Sunday, April 6, 2008

I'm Going To Tell God.

Last Saturday night, as the previous post mentions, I went to ShitTown. For those out of the loop, it's a fucking shitty fucking hipster bar in a stairwell next to St Jerome's in the city. At one point in the evening I found myself bemoaning the location with my friend Tash. "It's like some bar from Sex and the City that those women just had to be at the opening of." I whined. "Yes," she replied, "but full of eighteen year olds that you can't hit on because they used to be your students." Although technically, according to the letter of the law, I can hit on them, I took her point. Which isn't my point. My point is that the perfect antidote to a night in a place that features significantly in "what's hot" lists everywhere is Collapsed Toilet Vietnam.

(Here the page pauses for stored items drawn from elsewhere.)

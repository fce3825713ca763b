//! Yahoo Finance market data provider.
//!
//! Used as the backup quote source. Yahoo's quote API requires a cookie and
//! a matching "crumb" token; both are fetched once and cached on the provider
//! until Yahoo rejects them.

mod models;

use std::sync::{RwLock, RwLockReadGuard, RwLockWriteGuard};
use std::time::Duration;

use async_trait::async_trait;
use reqwest::{header, Client, StatusCode};
use tracing::{debug, warn};
use urlencoding::encode;

use crate::errors::MarketDataError;
use crate::models::ProviderQuote;
use crate::provider::MarketDataProvider;

use models::YahooQuoteResponse;

const PROVIDER_ID: &str = "YAHOO";
const COOKIE_URL: &str = "https://fc.yahoo.com";
const QUERY_BASE_URL: &str = "https://query1.finance.yahoo.com";
const USER_AGENT: &str = "Mozilla/5.0 (Windows NT 10.0; Win64; x64) AppleWebKit/537.36";

// ============================================================================
// Crumb/Cookie Authentication
// ============================================================================

/// Cached Yahoo authentication data
#[derive(Debug, Clone)]
struct CrumbData {
    cookie: String,
    crumb: String,
}

// ============================================================================
// Yahoo Provider
// ============================================================================

/// Yahoo Finance market data provider.
pub struct YahooProvider {
    client: Client,
    cookie_url: String,
    query_base_url: String,
    crumb: RwLock<Option<CrumbData>>,
}

impl YahooProvider {
    /// Create a new Yahoo Finance provider.
    pub fn new() -> Self {
        let client = Client::builder()
            .timeout(Duration::from_secs(30))
            .user_agent(USER_AGENT)
            .build()
            .unwrap_or_else(|_| Client::new());

        Self {
            client,
            cookie_url: COOKIE_URL.to_string(),
            query_base_url: QUERY_BASE_URL.to_string(),
            crumb: RwLock::new(None),
        }
    }

    /// Point the provider at different cookie and query hosts.
    pub fn with_endpoints(
        mut self,
        cookie_url: impl Into<String>,
        query_base_url: impl Into<String>,
    ) -> Self {
        self.cookie_url = cookie_url.into();
        self.query_base_url = query_base_url.into();
        self
    }

    fn read_crumb(&self) -> RwLockReadGuard<'_, Option<CrumbData>> {
        self.crumb.read().unwrap_or_else(|poisoned| poisoned.into_inner())
    }

    fn write_crumb(&self) -> RwLockWriteGuard<'_, Option<CrumbData>> {
        self.crumb.write().unwrap_or_else(|poisoned| poisoned.into_inner())
    }

    // ========================================================================
    // Crumb/Cookie Authentication
    // ========================================================================

    /// Ensure we have a valid Yahoo authentication crumb.
    async fn ensure_crumb(&self) -> Result<CrumbData, MarketDataError> {
        let cached = self.read_crumb().clone();
        if let Some(crumb) = cached {
            return Ok(crumb);
        }

        self.fetch_crumb().await
    }

    /// Fetch a new Yahoo authentication crumb.
    async fn fetch_crumb(&self) -> Result<CrumbData, MarketDataError> {
        // Step 1: Get cookie
        let response = self
            .client
            .get(&self.cookie_url)
            .send()
            .await
            .map_err(|e| provider_error(format!("Failed to get cookie: {}", e)))?;

        let cookie = response
            .headers()
            .get(header::SET_COOKIE)
            .and_then(|h| h.to_str().ok())
            .and_then(|s| s.split_once(';').map(|(v, _)| v.to_string()))
            .ok_or_else(|| provider_error("Failed to parse Yahoo cookie".to_string()))?;

        // Step 2: Get crumb using cookie
        let url = format!("{}/v1/test/getcrumb", self.query_base_url);
        let response = self
            .client
            .get(&url)
            .header(header::COOKIE, &cookie)
            .send()
            .await
            .map_err(|e| provider_error(format!("Failed to get crumb: {}", e)))?;

        match response.status() {
            StatusCode::TOO_MANY_REQUESTS => {
                return Err(MarketDataError::RateLimited {
                    provider: PROVIDER_ID.to_string(),
                });
            }
            status if !status.is_success() => {
                return Err(provider_error(format!("Crumb request failed: HTTP {}", status)));
            }
            _ => {}
        }

        let crumb = response
            .text()
            .await
            .map_err(|e| provider_error(format!("Failed to read crumb: {}", e)))?;

        if crumb.trim().is_empty() {
            return Err(provider_error("Empty crumb".to_string()));
        }

        let crumb_data = CrumbData { cookie, crumb };
        *self.write_crumb() = Some(crumb_data.clone());

        Ok(crumb_data)
    }

    /// Clear the cached crumb (used when authentication fails)
    fn clear_crumb(&self) {
        *self.write_crumb() = None;
    }

    // ========================================================================
    // Quote Fetching
    // ========================================================================

    async fn fetch_quote(&self, symbol: &str) -> Result<ProviderQuote, MarketDataError> {
        let crumb = self.ensure_crumb().await?;

        let url = format!(
            "{}/v7/finance/quote?symbols={}&crumb={}",
            self.query_base_url,
            encode(symbol),
            encode(&crumb.crumb)
        );

        let response = self
            .client
            .get(&url)
            .header(header::COOKIE, &crumb.cookie)
            .send()
            .await
            .map_err(|e| {
                if e.is_timeout() {
                    MarketDataError::Timeout {
                        provider: PROVIDER_ID.to_string(),
                    }
                } else {
                    provider_error(format!("Quote request failed: {}", e))
                }
            })?;

        match response.status() {
            StatusCode::UNAUTHORIZED => {
                warn!("Yahoo rejected the cached crumb, clearing it");
                self.clear_crumb();
                return Err(provider_error("Yahoo authentication expired".to_string()));
            }
            StatusCode::TOO_MANY_REQUESTS => {
                return Err(MarketDataError::RateLimited {
                    provider: PROVIDER_ID.to_string(),
                });
            }
            status if !status.is_success() => {
                return Err(provider_error(format!("HTTP {}", status)));
            }
            _ => {}
        }

        let data: YahooQuoteResponse = response
            .json()
            .await
            .map_err(|e| provider_error(format!("Failed to parse quote response: {}", e)))?;

        let quote = data
            .quote_response
            .result
            .into_iter()
            .find(|q| q.symbol.eq_ignore_ascii_case(symbol))
            .ok_or_else(|| MarketDataError::SymbolNotFound(symbol.to_string()))?;

        Ok(ProviderQuote {
            price: quote.regular_market_price,
            change: quote.regular_market_change,
            change_percent: quote.regular_market_change_percent,
        })
    }
}

impl Default for YahooProvider {
    fn default() -> Self {
        Self::new()
    }
}

// ============================================================================
// MarketDataProvider Implementation
// ============================================================================

#[async_trait]
impl MarketDataProvider for YahooProvider {
    fn id(&self) -> &'static str {
        PROVIDER_ID
    }

    async fn get_latest_quote(&self, symbol: &str) -> Result<ProviderQuote, MarketDataError> {
        debug!("Fetching latest quote for {} from Yahoo", symbol);
        self.fetch_quote(symbol).await
    }
}

fn provider_error(message: String) -> MarketDataError {
    MarketDataError::ProviderError {
        provider: PROVIDER_ID.to_string(),
        message,
    }
}
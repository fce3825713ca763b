//! Market data provider abstractions and implementations.
//!
//! This module contains:
//! - The `MarketDataProvider` trait that all providers implement
//! - Concrete provider implementations (Finnhub, Yahoo, Stooq)
//!
//! Providers only translate HTTP into [`ProviderQuote`](crate::models::ProviderQuote)
//! and [`DailyBar`](crate::models::DailyBar) values and classify failures.
//! Timeouts, cooldowns and caching belong to the resolvers.

mod traits;

pub mod finnhub;
pub mod stooq;
pub mod yahoo;

pub use traits::MarketDataProvider;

They were playing Horse Bazaar on Wednesday night, and were alleged to be starting at 9.40. I didn't know this until 9.30, and was comfortably on the couch watching House when TJ worded me up. So I roared down St Kilda Rd, skidded into oncoming traffic on Little Lon, and made my way into the venue. CTV were just setting up. It kinda looked like all hell was breaking loose. There was gaffer tape plastered everywhere, connecting drums and amps and mic stands and - midway through the set - members of the band to the audience. There seemed to be stuff everywhere. They'd brought along their own PA, which add to the clutter, but which made perfect sense as soon as they started. When you're as deliberately loud and obnoxious as CTV, it pays to bring your own PA. I was surprised to see some other dude standing up there next to Petie Hyde, with some bamboo sticks and a metal bar. But when they started playing he joined in, whacking the sticks against the bar, then pressing the bar against his neck and screaming, the added bass and percussion pushing in and out of the wall of noise. CTV are the band I want appear out of nowhere when I'm at some shitty wedding or presentation night, to scare off everyone but the true believers. A band made up of fucking awesome musicians - whose collected ears for abrasive sound production are some of the finest around - making music that mums, trendy scenesters, authority figures and TV soundtrack scouts would fucking hate. Their sets are a little longer now, and some of the new songs are a little slower, but fuck me if they're not the best fucking band in town.


Mel said...

They are the best band in town according to you, because they deter the people that you yourself find tiresome.

Natasha said...

Woohoo! I made it into a blog post. For some demented reason, I feel a little validated whenever I crop up on the internet. It's like, 'see, I was there. And I said stuff.'


In other news, let's never go to Shittown again.

alex said...

feeling a bit defensive about being able to hit on ex-students, brendan?

brendan said...

mostly just old.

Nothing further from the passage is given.